Standard Dosing Protocol

The FDA-approved dosing for bupropion XL (extended-release) follows a straightforward titration schedule 1:

• Days 1-4: 150 mg once daily in the morning
• Day 5 onward: Increase to 300 mg once daily in the morning (target therapeutic dose)

This represents the most direct path to therapeutic dosing for most patients without hepatic or renal impairment 1.

Alternative Formulation: Bupropion SR

If using the sustained-release (SR) formulation instead of XL, the American Family Physician recommends 2:

• Days 1-3: 150 mg once daily in the morning
• Day 4 onward: 150 mg twice daily (300 mg total daily dose)
• Critical timing: The second dose must be taken before 3 PM to minimize insomnia risk 2

Both formulations achieve the same target dose of 300 mg/day but differ in administration frequency 2.
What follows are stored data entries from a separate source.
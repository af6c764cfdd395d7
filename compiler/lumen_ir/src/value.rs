//! Value graph: the append-only arena of SSA values.
//!
//! # Architecture
//!
//! - **[`ValueGraph`]**: owns every value and the block membership lists
//! - **[`Value`]**: kind, result type and owning block of one node
//! - **[`ValueKind`]**: what the node computes; its operands are derived
//!   from the kind
//!
//! Values are named by [`ValueId`] and blocks by [`BlockId`]. Both are
//! allocated sequentially from 0. Because the arena only grows and every
//! operand is created before its user, operand handles always point
//! backwards and the graph is acyclic by construction.

use std::fmt;

use smallvec::SmallVec;

use crate::{BasicValueType, FieldAccessChain, Idx, TypePool};

// ── ID newtypes ─────────────────────────────────────────────────────

/// Handle of a value in a [`ValueGraph`].
#[derive(Clone, Copy, Debug, PartialEq, Eq, Hash, PartialOrd, Ord)]
#[cfg_attr(feature = "cache", derive(serde::Serialize, serde::Deserialize))]
#[repr(transparent)]
pub struct ValueId(u32);

impl ValueId {
    /// Create a value ID from a raw index.
    #[inline]
    pub fn new(raw: u32) -> Self {
        Self(raw)
    }

    /// Get the raw `u32` value.
    #[inline]
    pub fn raw(self) -> u32 {
        self.0
    }

    /// Get the index as `usize` (for indexing into `Vec`s).
    #[inline]
    pub fn index(self) -> usize {
        self.0 as usize
    }
}

/// Handle of a basic block (scheduling point) in a [`ValueGraph`].
#[derive(Clone, Copy, Debug, PartialEq, Eq, Hash, PartialOrd, Ord)]
#[cfg_attr(feature = "cache", derive(serde::Serialize, serde::Deserialize))]
#[repr(transparent)]
pub struct BlockId(u32);

impl BlockId {
    /// The entry block every graph starts with.
    pub const ENTRY: Self = Self(0);

    /// Create a block ID from a raw index.
    #[inline]
    pub fn new(raw: u32) -> Self {
        Self(raw)
    }

    /// Get the raw `u32` value.
    #[inline]
    pub fn raw(self) -> u32 {
        self.0
    }

    /// Get the index as `usize` (for indexing into `Vec`s).
    #[inline]
    pub fn index(self) -> usize {
        self.0 as usize
    }
}

// ── Constants ───────────────────────────────────────────────────────

/// Primitive constant.
///
/// Floats are stored as raw bits so constants stay `Eq + Hash`.
#[derive(Clone, Copy, Debug, PartialEq, Eq, Hash)]
#[cfg_attr(feature = "cache", derive(serde::Serialize, serde::Deserialize))]
pub enum PrimitiveConstant {
    Int1(bool),
    Int8(i8),
    Int16(i16),
    Int32(i32),
    Int64(i64),
    Float16(u16),
    Float32(u32),
    Float64(u64),
}

impl PrimitiveConstant {
    /// `f32` constant from its value.
    pub fn f32(value: f32) -> Self {
        Self::Float32(value.to_bits())
    }

    /// `f64` constant from its value.
    pub fn f64(value: f64) -> Self {
        Self::Float64(value.to_bits())
    }

    /// The basic type of this constant.
    pub fn basic_type(self) -> BasicValueType {
        match self {
            Self::Int1(_) => BasicValueType::Int1,
            Self::Int8(_) => BasicValueType::Int8,
            Self::Int16(_) => BasicValueType::Int16,
            Self::Int32(_) => BasicValueType::Int32,
            Self::Int64(_) => BasicValueType::Int64,
            Self::Float16(_) => BasicValueType::Float16,
            Self::Float32(_) => BasicValueType::Float32,
            Self::Float64(_) => BasicValueType::Float64,
        }
    }
}

impl fmt::Display for PrimitiveConstant {
    fn fmt(&self, f: &mut fmt::Formatter<'_>) -> fmt::Result {
        match *self {
            Self::Int1(v) => write!(f, "{v}"),
            Self::Int8(v) => write!(f, "{v}"),
            Self::Int16(v) => write!(f, "{v}"),
            Self::Int32(v) => write!(f, "{v}"),
            Self::Int64(v) => write!(f, "{v}"),
            Self::Float16(bits) => write!(f, "0x{bits:04x}"),
            Self::Float32(bits) => write!(f, "{}", f32::from_bits(bits)),
            Self::Float64(bits) => write!(f, "{}", f64::from_bits(bits)),
        }
    }
}

// ── Values ──────────────────────────────────────────────────────────

/// What a value computes.
#[derive(Clone, Debug, PartialEq, Eq, Hash)]
#[cfg_attr(feature = "cache", derive(serde::Serialize, serde::Deserialize))]
pub enum ValueKind {
    /// The all-default instance of the value's type.
    Null,
    /// Opaque kernel parameter.
    Parameter { index: u32 },
    /// Primitive constant.
    Primitive(PrimitiveConstant),
    /// Functional update: `object` with the field at `chain` replaced by
    /// `value`. `object` is the previous version.
    SetField {
        object: ValueId,
        chain: FieldAccessChain,
        value: ValueId,
    },
    /// Materialized read of the field at `chain`.
    GetField {
        object: ValueId,
        chain: FieldAccessChain,
    },
}

impl ValueKind {
    /// Operands in order.
    pub fn operands(&self) -> SmallVec<[ValueId; 2]> {
        match *self {
            Self::Null | Self::Parameter { .. } | Self::Primitive(_) => SmallVec::new(),
            Self::SetField { object, value, .. } => smallvec::smallvec![object, value],
            Self::GetField { object, .. } => smallvec::smallvec![object],
        }
    }

    /// Mnemonic used in graph dumps.
    pub fn name(&self) -> &'static str {
        match self {
            Self::Null => "null",
            Self::Parameter { .. } => "param",
            Self::Primitive(_) => "const",
            Self::SetField { .. } => "set_field",
            Self::GetField { .. } => "get_field",
        }
    }
}

/// One node of the value graph.
#[derive(Clone, Debug, PartialEq, Eq, Hash)]
#[cfg_attr(feature = "cache", derive(serde::Serialize, serde::Deserialize))]
pub struct Value {
    pub kind: ValueKind,
    pub ty: Idx,
    pub block: BlockId,
}

/// Position in a graph that a failed multi-node operation can roll back to.
#[derive(Clone, Copy, Debug, PartialEq, Eq)]
pub(crate) struct GraphCheckpoint {
    values: usize,
    blocks: usize,
    num_params: u32,
}

/// Append-only arena of values, grouped into blocks.
#[derive(Clone, Debug, PartialEq, Eq)]
#[cfg_attr(feature = "cache", derive(serde::Serialize, serde::Deserialize))]
pub struct ValueGraph {
    values: Vec<Value>,
    /// Values owned by each block, in creation order.
    blocks: Vec<Vec<ValueId>>,
    num_params: u32,
}

impl Default for ValueGraph {
    fn default() -> Self {
        Self::new()
    }
}

impl ValueGraph {
    /// Create a graph with an empty entry block.
    pub fn new() -> Self {
        Self {
            values: Vec::new(),
            blocks: vec![Vec::new()],
            num_params: 0,
        }
    }

    // Read-only access

    #[inline]
    pub fn len(&self) -> usize {
        self.values.len()
    }

    #[inline]
    pub fn is_empty(&self) -> bool {
        self.values.is_empty()
    }

    #[inline]
    pub fn value(&self, id: ValueId) -> &Value {
        &self.values[id.index()]
    }

    #[inline]
    pub fn kind(&self, id: ValueId) -> &ValueKind {
        &self.value(id).kind
    }

    #[inline]
    pub fn ty(&self, id: ValueId) -> Idx {
        self.value(id).ty
    }

    #[inline]
    pub fn block(&self, id: ValueId) -> BlockId {
        self.value(id).block
    }

    pub fn operands(&self, id: ValueId) -> SmallVec<[ValueId; 2]> {
        self.kind(id).operands()
    }

    /// `true` if `id` names a value in this graph.
    #[inline]
    pub fn contains(&self, id: ValueId) -> bool {
        id.index() < self.values.len()
    }

    /// All values in creation order.
    #[expect(
        clippy::cast_possible_truncation,
        reason = "value indices never exceed u32"
    )]
    pub fn iter(&self) -> impl Iterator<Item = (ValueId, &Value)> + '_ {
        self.values
            .iter()
            .enumerate()
            .map(|(i, value)| (ValueId::new(i as u32), value))
    }

    #[inline]
    pub fn num_blocks(&self) -> usize {
        self.blocks.len()
    }

    /// Number of parameters created so far.
    #[inline]
    pub fn num_params(&self) -> u32 {
        self.num_params
    }

    /// Values scheduled in `block`, in creation order.
    pub fn block_values(&self, block: BlockId) -> &[ValueId] {
        &self.blocks[block.index()]
    }

    // Mutation (builder only)

    #[expect(
        clippy::cast_possible_truncation,
        reason = "value indices never exceed u32"
    )]
    pub(crate) fn push(&mut self, kind: ValueKind, ty: Idx, block: BlockId) -> ValueId {
        debug_assert!(
            block.index() < self.blocks.len(),
            "BlockId {} out of bounds (have {} blocks)",
            block.raw(),
            self.blocks.len(),
        );
        let id = ValueId::new(self.values.len() as u32);
        self.values.push(Value { kind, ty, block });
        self.blocks[block.index()].push(id);
        id
    }

    #[expect(
        clippy::cast_possible_truncation,
        reason = "block indices never exceed u32"
    )]
    pub(crate) fn add_block(&mut self) -> BlockId {
        let id = BlockId::new(self.blocks.len() as u32);
        self.blocks.push(Vec::new());
        id
    }

    /// Allocate the next parameter index.
    pub(crate) fn next_param_index(&mut self) -> u32 {
        let index = self.num_params;
        self.num_params += 1;
        index
    }

    pub(crate) fn checkpoint(&self) -> GraphCheckpoint {
        GraphCheckpoint {
            values: self.values.len(),
            blocks: self.blocks.len(),
            num_params: self.num_params,
        }
    }

    /// Drop every value, block and parameter created after `checkpoint`.
    pub(crate) fn rollback(&mut self, checkpoint: GraphCheckpoint) {
        self.values.truncate(checkpoint.values);
        self.blocks.truncate(checkpoint.blocks);
        for members in &mut self.blocks {
            while members
                .last()
                .is_some_and(|id| id.index() >= checkpoint.values)
            {
                members.pop();
            }
        }
        self.num_params = checkpoint.num_params;
    }

    // Structural comparison

    /// `true` if `a` and `b` compute the same thing: same kind, same type
    /// and structurally equal operands.
    ///
    /// Identical handles are trivially equal; two `Null`s of one type are
    /// equal even though they are distinct nodes.
    pub fn structurally_equal(&self, a: ValueId, b: ValueId) -> bool {
        let mut worklist = vec![(a, b)];
        while let Some((a, b)) = worklist.pop() {
            if a == b {
                continue;
            }
            let (va, vb) = (self.value(a), self.value(b));
            if va.ty != vb.ty {
                return false;
            }
            match (&va.kind, &vb.kind) {
                (ValueKind::Null, ValueKind::Null) => {}
                (ValueKind::Parameter { index: ia }, ValueKind::Parameter { index: ib }) => {
                    if ia != ib {
                        return false;
                    }
                }
                (ValueKind::Primitive(ca), ValueKind::Primitive(cb)) => {
                    if ca != cb {
                        return false;
                    }
                }
                (
                    ValueKind::SetField {
                        object: oa,
                        chain: ca,
                        value: xa,
                    },
                    ValueKind::SetField {
                        object: ob,
                        chain: cb,
                        value: xb,
                    },
                ) => {
                    if ca != cb {
                        return false;
                    }
                    worklist.push((*oa, *ob));
                    worklist.push((*xa, *xb));
                }
                (
                    ValueKind::GetField {
                        object: oa,
                        chain: ca,
                    },
                    ValueKind::GetField {
                        object: ob,
                        chain: cb,
                    },
                ) => {
                    if ca != cb {
                        return false;
                    }
                    worklist.push((*oa, *ob));
                }
                _ => return false,
            }
        }
        true
    }

    /// Render the graph one value per line, grouped by block.
    pub fn display<'a>(&'a self, pool: &'a TypePool) -> GraphDisplay<'a> {
        GraphDisplay { graph: self, pool }
    }
}

/// `Display` adapter for a [`ValueGraph`].
///
/// ```text
/// block 0:
///   %0: {i32, f32} = null
///   %1: i32 = param 0
///   %2: {i32, f32} = set_field %0 [0] %1
/// ```
pub struct GraphDisplay<'a> {
    graph: &'a ValueGraph,
    pool: &'a TypePool,
}

impl fmt::Display for GraphDisplay<'_> {
    fn fmt(&self, f: &mut fmt::Formatter<'_>) -> fmt::Result {
        for (block_index, members) in self.graph.blocks.iter().enumerate() {
            writeln!(f, "block {block_index}:")?;
            for &id in members {
                let value = self.graph.value(id);
                write!(
                    f,
                    "  %{}: {} = {}",
                    id.raw(),
                    self.pool.display(value.ty),
                    value.kind.name()
                )?;
                match &value.kind {
                    ValueKind::Null => {}
                    ValueKind::Parameter { index } => write!(f, " {index}")?,
                    ValueKind::Primitive(constant) => write!(f, " {constant}")?,
                    ValueKind::SetField {
                        object,
                        chain,
                        value,
                    } => write!(f, " %{} {chain} %{}", object.raw(), value.raw())?,
                    ValueKind::GetField { object, chain } => {
                        write!(f, " %{} {chain}", object.raw())?;
                    }
                }
                writeln!(f)?;
            }
        }
        Ok(())
    }
}

#[cfg(test)]
#[allow(
    clippy::unwrap_used,
    reason = "tests use unwrap to panic on unexpected state"
)]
Modified Dosing for Special Populations

Older Adults (≥60 years)

Start lower and go slower in elderly patients due to increased risk of adverse reactions 2:

• Initial dose: 37.5 mg once daily in the morning
• Titration: Increase by 37.5 mg every 3 days as tolerated
• Target dose: 150 mg twice daily (maximum 300 mg/day)
• Timing: Second dose before 3 PM 2

This conservative approach reduces the risk of agitation, insomnia, and other adverse effects in older adults 2.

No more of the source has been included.